WHAT IS BEING ASKED
Among the lines below, take the one holding "fn interrupt(token: &CancellationToken)", the one holding "let other = token.clone();", and all lines between them. Set them down exactly.

------ SUPPLIED RECORDS

use std::sync::Arc;
use std::sync::atomic::{AtomicBool, Ordering};

/// Monotonic cancellation flag shared by every stage of a run.
///
/// Cloning shares the flag. A token made with [`CancellationToken::child`]
/// observes its parent but cancelling the child leaves the parent untouched,
/// which lets a single job stop itself without ending the whole run.
#[derive(Clone, Debug, Default)]
pub struct CancellationToken {
    flag: Arc<AtomicBool>,
    parent: Option<Box<CancellationToken>>,
}

impl CancellationToken {
    pub fn new() -> Self {
        Self::default()
    }

    pub fn child(&self) -> Self {
        Self {
            flag: Arc::new(AtomicBool::new(false)),
            parent: Some(Box::new(self.clone())),
        }
    }

    /// Set the flag. There is no way back.
    pub fn cancel(&self) {
        self.flag.store(true, Ordering::SeqCst);
    }

    pub fn is_cancelled(&self) -> bool {
        self.flag.load(Ordering::SeqCst)
            || self.parent.as_ref().is_some_and(|p| p.is_cancelled())
    }
}

/// Trip `token` on the first Ctrl-C. A second Ctrl-C exits the process
/// without waiting for items still in flight.
pub fn cancel_on_ctrl_c(token: CancellationToken) -> std::io::Result<()> {
    let runtime = tokio::runtime::Builder::new_current_thread()
        .enable_io()
        .build()?;
    std::thread::Builder::new()
        .name("dre-signal".to_string())
        .spawn(move || {
            runtime.block_on(async {
                while tokio::signal::ctrl_c().await.is_ok() {
                    if interrupt(&token) {
                        tracing::error!("Interrupted again, exiting now");
                        std::process::exit(130);
                    }
                }
            });
        })?;
    Ok(())
}

/// Returns true when the run was already cancelled, i.e. on a repeat.
fn interrupt(token: &CancellationToken) -> bool {
    if token.is_cancelled() {
        return true;
    }
    tracing::warn!("Aborted by user request, press Ctrl-C again to exit immediately");
    token.cancel();
    false
}

#[cfg(test)]
mod tests {
    use super::*;

    #[test]
    fn test_clone_shares_flag() {
        let token = CancellationToken::new();
        let other = token.clone();
        assert!(!other.is_cancelled());
        token.cancel();
        assert!(other.is_cancelled());
    }

    #[test]
    fn test_child_sees_parent_but_not_reverse() {
        let run = CancellationToken::new();
        let job = run.child();
        job.cancel();
        assert!(job.is_cancelled());
        assert!(!run.is_cancelled());

        let job2 = run.child();
        run.cancel();
        assert!(job2.is_cancelled());
    }

    #[test]
    fn test_cancel_is_idempotent() {
        let token = CancellationToken::new();
        token.cancel();
        token.cancel();
        assert!(token.is_cancelled());
    }

    #[test]
    fn test_second_interrupt_asks_for_exit() {
        let token = CancellationToken::new();
        assert!(!interrupt(&token));
        assert!(token.is_cancelled());
        assert!(interrupt(&token));
    }
}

------------

WORKED SOLUTION
fn interrupt(token: &CancellationToken) -> bool {
    if token.is_cancelled() {
        return true;
    }
    tracing::warn!("Aborted by user request, press Ctrl-C again to exit immediately");
    token.cancel();
    false
}

#[cfg(test)]
mod tests {
    use super::*;

    #[test]
    fn test_clone_shares_flag() {
        let token = CancellationToken::new();
        let other = token.clone();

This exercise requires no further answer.